**Work task**: The entries below should be transcribed exactly, every one of them.

**Dataset entries**:
======
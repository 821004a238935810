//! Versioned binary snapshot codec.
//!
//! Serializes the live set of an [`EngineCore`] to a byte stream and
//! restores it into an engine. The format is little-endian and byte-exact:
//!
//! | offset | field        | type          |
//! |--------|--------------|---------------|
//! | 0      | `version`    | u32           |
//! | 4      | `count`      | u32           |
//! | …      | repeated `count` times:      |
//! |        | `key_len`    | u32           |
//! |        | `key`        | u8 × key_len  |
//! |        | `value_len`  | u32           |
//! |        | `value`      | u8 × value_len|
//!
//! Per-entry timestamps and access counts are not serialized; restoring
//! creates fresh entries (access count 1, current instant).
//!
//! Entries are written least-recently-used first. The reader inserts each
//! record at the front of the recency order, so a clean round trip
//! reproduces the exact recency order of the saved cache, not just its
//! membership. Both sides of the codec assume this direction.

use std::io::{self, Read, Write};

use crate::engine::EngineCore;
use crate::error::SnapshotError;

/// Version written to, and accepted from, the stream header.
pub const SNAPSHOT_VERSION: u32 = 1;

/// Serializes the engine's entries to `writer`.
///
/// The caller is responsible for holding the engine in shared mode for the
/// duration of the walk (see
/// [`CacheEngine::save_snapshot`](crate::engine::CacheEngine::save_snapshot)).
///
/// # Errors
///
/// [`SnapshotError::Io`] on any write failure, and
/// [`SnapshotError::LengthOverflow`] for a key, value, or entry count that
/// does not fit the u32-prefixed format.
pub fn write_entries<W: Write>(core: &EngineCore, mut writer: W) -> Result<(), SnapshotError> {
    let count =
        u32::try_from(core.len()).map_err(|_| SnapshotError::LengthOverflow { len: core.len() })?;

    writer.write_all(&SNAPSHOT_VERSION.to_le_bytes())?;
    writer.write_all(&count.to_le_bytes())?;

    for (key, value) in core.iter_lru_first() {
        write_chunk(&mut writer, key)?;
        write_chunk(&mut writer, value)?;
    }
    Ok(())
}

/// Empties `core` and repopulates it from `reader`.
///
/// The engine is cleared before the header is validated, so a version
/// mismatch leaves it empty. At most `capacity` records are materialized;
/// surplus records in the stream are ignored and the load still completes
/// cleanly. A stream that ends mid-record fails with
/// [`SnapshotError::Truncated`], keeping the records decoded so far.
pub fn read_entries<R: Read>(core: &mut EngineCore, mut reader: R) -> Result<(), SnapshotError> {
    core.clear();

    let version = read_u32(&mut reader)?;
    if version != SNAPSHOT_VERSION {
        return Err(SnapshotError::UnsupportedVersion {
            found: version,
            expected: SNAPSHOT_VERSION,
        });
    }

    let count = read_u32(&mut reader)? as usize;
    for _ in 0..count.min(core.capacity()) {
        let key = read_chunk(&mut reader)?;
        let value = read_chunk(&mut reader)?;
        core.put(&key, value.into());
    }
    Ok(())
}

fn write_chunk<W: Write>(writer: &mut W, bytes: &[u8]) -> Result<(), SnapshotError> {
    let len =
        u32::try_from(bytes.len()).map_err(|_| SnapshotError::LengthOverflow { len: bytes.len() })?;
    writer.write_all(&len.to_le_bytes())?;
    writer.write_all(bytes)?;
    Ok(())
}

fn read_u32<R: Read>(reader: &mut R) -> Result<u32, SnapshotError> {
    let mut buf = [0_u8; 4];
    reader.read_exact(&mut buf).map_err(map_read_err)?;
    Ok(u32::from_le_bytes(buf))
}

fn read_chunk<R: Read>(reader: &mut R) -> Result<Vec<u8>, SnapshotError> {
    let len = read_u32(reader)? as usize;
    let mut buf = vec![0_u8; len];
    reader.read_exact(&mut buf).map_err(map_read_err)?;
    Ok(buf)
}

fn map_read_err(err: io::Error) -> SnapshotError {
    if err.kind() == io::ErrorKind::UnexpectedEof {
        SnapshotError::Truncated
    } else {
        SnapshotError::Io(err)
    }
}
======
**The completed task**:
repository 821004a238935810
//! Versioned binary snapshot codec.
//!
//! Serializes the live set of an [`EngineCore`] to a byte stream and
//! restores it into an engine. The format is little-endian and byte-exact:
//!
//! | offset | field        | type          |
//! |--------|--------------|---------------|
//! | 0      | `version`    | u32           |
//! | 4      | `count`      | u32           |
//! | …      | repeated `count` times:      |
//! |        | `key_len`    | u32           |
//! |        | `key`        | u8 × key_len  |
//! |        | `value_len`  | u32           |
//! |        | `value`      | u8 × value_len|
//!
//! Per-entry timestamps and access counts are not serialized; restoring
//! creates fresh entries (access count 1, current instant).
//!
//! Entries are written least-recently-used first. The reader inserts each
//! record at the front of the recency order, so a clean round trip
//! reproduces the exact recency order of the saved cache, not just its
//! membership. Both sides of the codec assume this direction.

use std::io::{self, Read, Write};

use crate::engine::EngineCore;
use crate::error::SnapshotError;

/// Version written to, and accepted from, the stream header.
pub const SNAPSHOT_VERSION: u32 = 1;

/// Serializes the engine's entries to `writer`.
///
/// The caller is responsible for holding the engine in shared mode for the
/// duration of the walk (see
/// [`CacheEngine::save_snapshot`](crate::engine::CacheEngine::save_snapshot)).
///
/// # Errors
///
/// [`SnapshotError::Io`] on any write failure, and
/// [`SnapshotError::LengthOverflow`] for a key, value, or entry count that
/// does not fit the u32-prefixed format.
pub fn write_entries<W: Write>(core: &EngineCore, mut writer: W) -> Result<(), SnapshotError> {
    let count =
        u32::try_from(core.len()).map_err(|_| SnapshotError::LengthOverflow { len: core.len() })?;

    writer.write_all(&SNAPSHOT_VERSION.to_le_bytes())?;
    writer.write_all(&count.to_le_bytes())?;

    for (key, value) in core.iter_lru_first() {
        write_chunk(&mut writer, key)?;
        write_chunk(&mut writer, value)?;
    }
    Ok(())
}

/// Empties `core` and repopulates it from `reader`.
///
/// The engine is cleared before the header is validated, so a version
/// mismatch leaves it empty. At most `capacity` records are materialized;
/// surplus records in the stream are ignored and the load still completes
/// cleanly. A stream that ends mid-record fails with
/// [`SnapshotError::Truncated`], keeping the records decoded so far.
pub fn read_entries<R: Read>(core: &mut EngineCore, mut reader: R) -> Result<(), SnapshotError> {
    core.clear();

    let version = read_u32(&mut reader)?;
    if version != SNAPSHOT_VERSION {
        return Err(SnapshotError::UnsupportedVersion {
            found: version,
            expected: SNAPSHOT_VERSION,
        });
    }

    let count = read_u32(&mut reader)? as usize;
    for _ in 0..count.min(core.capacity()) {
        let key = read_chunk(&mut reader)?;
        let value = read_chunk(&mut reader)?;
        core.put(&key, value.into());
    }
    Ok(())
}

fn write_chunk<W: Write>(writer: &mut W, bytes: &[u8]) -> Result<(), SnapshotError> {
    let len =
        u32::try_from(bytes.len()).map_err(|_| SnapshotError::LengthOverflow { len: bytes.len() })?;
    writer.write_all(&len.to_le_bytes())?;
    writer.write_all(bytes)?;
    Ok(())
}

fn read_u32<R: Read>(reader: &mut R) -> Result<u32, SnapshotError> {
    let mut buf = [0_u8; 4];
    reader.read_exact(&mut buf).map_err(map_read_err)?;
    Ok(u32::from_le_bytes(buf))
}

fn read_chunk<R: Read>(reader: &mut R) -> Result<Vec<u8>, SnapshotError> {
    let len = read_u32(reader)? as usize;
    let mut buf = vec![0_u8; len];
    reader.read_exact(&mut buf).map_err(map_read_err)?;
    Ok(buf)
}

fn map_read_err(err: io::Error) -> SnapshotError {
    if err.kind() == io::ErrorKind::UnexpectedEof {
        SnapshotError::Truncated
    } else {
        SnapshotError::Io(err)
    }
}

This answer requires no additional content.